These last two artists presented works that can be seen to further complicate an understanding of the term ‘performance art’, and demonstrated the ways in which contemporary hybrid practices can work within, and simultaneously challenge, the framework of this particular context. As demonstrated in relation to Phelan’s definition, we can begin to see the problematic relationship between ‘performance art’ and its documentation: “it becomes something other.” This relationship is at the centre of Douglas Davis’s article ‘Performance photography: is the picture of an art event also art?6:
Certain photographs are much more than simple records of artworks that are either temporal or difficult to see: they are primary sources, at once documents and unique, precious objects.
Through my practice as an artist7 I have principally attempted to question the notion of histories of performance art and explore further the impact of mediation, principally publications, on my understanding the nature of performance art. I proposed, as did Katy O’Dell, that publications are “…still by far the predominant way one comes to know about performance art.”8
In 1999 I wrote an essay titled Installaction: representation of representations for a special issue of Inter Art Actuel9 that explored the practices of a number of artists who employed performance art or a live event as an element of their work. Other contributors included Alastair MacLennan, Brian Connelly, Artur Tajber, and Roddy Hunter to name a few. The edition came about as a result of a conversation between Brian Connelly, Brian Patterson and Richard Martel during the FIX 98 festival.

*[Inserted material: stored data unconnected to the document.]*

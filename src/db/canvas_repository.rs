use sqlx::postgres::PgRow;
use sqlx::{PgPool, Row};
use tracing::error;
use uuid::Uuid;

use crate::errors::AppError;
use crate::models::Canvas;

const RETURNING: &str = "RETURNING id, conversation_id, title, content, version, created_at, updated_at";

#[derive(Clone)]
pub struct CanvasRepository {
    pool: PgPool,
}

impl CanvasRepository {
    pub fn new(pool: PgPool) -> Self {
        Self { pool }
    }

    pub async fn find_by_conversation_id(&self, conversation_id: &str) -> Result<Option<Canvas>, AppError> {
        let row = sqlx::query(
            "SELECT id, conversation_id, title, content, version, created_at, updated_at
             FROM canvases WHERE conversation_id = $1",
        )
        .bind(conversation_id)
        .fetch_optional(&self.pool)
        .await
        .map_err(|e| {
            error!("Failed to find canvas for conversation {conversation_id}: {e}");
            AppError::db_query("Failed to find canvas", e)
        })?;
        row.as_ref().map(row_to_canvas).transpose()
    }

    /// One canvas per conversation: a second create is a conflict.
    pub async fn create(&self, conversation_id: &str, title: &str, content: &str) -> Result<Canvas, AppError> {
        let row = sqlx::query(&format!(
            "INSERT INTO canvases (id, conversation_id, title, content, version)
             VALUES ($1, $2, $3, $4, 1)
             ON CONFLICT (conversation_id) DO NOTHING
             {RETURNING}"
        ))
        .bind(Uuid::new_v4().to_string())
        .bind(conversation_id)
        .bind(title)
        .bind(content)
        .fetch_optional(&self.pool)
        .await
        .map_err(|e| {
            error!("Failed to create canvas for conversation {conversation_id}: {e}");
            AppError::db_query("Failed to create canvas", e)
        })?;

        match row {
            Some(row) => row_to_canvas(&row),
            None => Err(AppError::CanvasExists { conversation_id: conversation_id.to_string() }),
        }
    }

    pub async fn update(
        &self,
        conversation_id: &str,
        content: &str,
        title: Option<&str>,
    ) -> Result<Canvas, AppError> {
        let row = sqlx::query(&format!(
            "UPDATE canvases
             SET content = $2, title = COALESCE($3, title), version = version + 1, updated_at = now()
             WHERE conversation_id = $1
             {RETURNING}"
        ))
        .bind(conversation_id)
        .bind(content)
        .bind(title)
        .fetch_optional(&self.pool)
        .await
        .map_err(|e| {
            error!("Failed to update canvas for conversation {conversation_id}: {e}");
            AppError::db_query("Failed to update canvas", e)
        })?;

        match row {
            Some(row) => row_to_canvas(&row),
            None => Err(AppError::RecordNotFound {
                entity_type: "canvas".to_string(),
                id: conversation_id.to_string(),
            }),
        }
    }
}

fn row_to_canvas(row: &PgRow) -> Result<Canvas, AppError> {
    Ok(Canvas {
        id: row.try_get("id").map_err(|e| AppError::db_query("Failed to read id", e))?,
        conversation_id: row
            .try_get("conversation_id")
            .map_err(|e| AppError::db_query("Failed to read conversation_id", e))?,
        title: row.try_get("title").map_err(|e| AppError::db_query("Failed to read title", e))?,
        content: row
            .try_get("content")
            .map_err(|e| AppError::db_query("Failed to read content", e))?,
        version: row
            .try_get("version")
            .map_err(|e| AppError::db_query("Failed to read version", e))?,
        created_at: row
            .try_get("created_at")
            .map_err(|e| AppError::db_query("Failed to read created_at", e))?,
        updated_at: row
            .try_get("updated_at")
            .map_err(|e| AppError::db_query("Failed to read updated_at", e))?,
    })
}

The Inter Art Actuel publication addressed the nature of contemporary practices that have become ‘something other than performance art’, though they employed elements or attributes of ‘performance art’ in their construction. This is particularly relevant when looking at the current state of performance art in Northern Ireland now, as there are a number of artists whose practices enter into this area of ‘something other than performance’. Examples of this include artists such as: Alastair MacLennan who has referred to his practice as being ‘actuation’, where by he activates specific sites employing performance as an integral element of the duration of the work; Dan Shipsides, who carries out live actions to camera or creates installations that feature live activities based on his interest in mountain climbing and the histories of painting; and Ian Charlesworth, who creates works that function as records of the artist’s action.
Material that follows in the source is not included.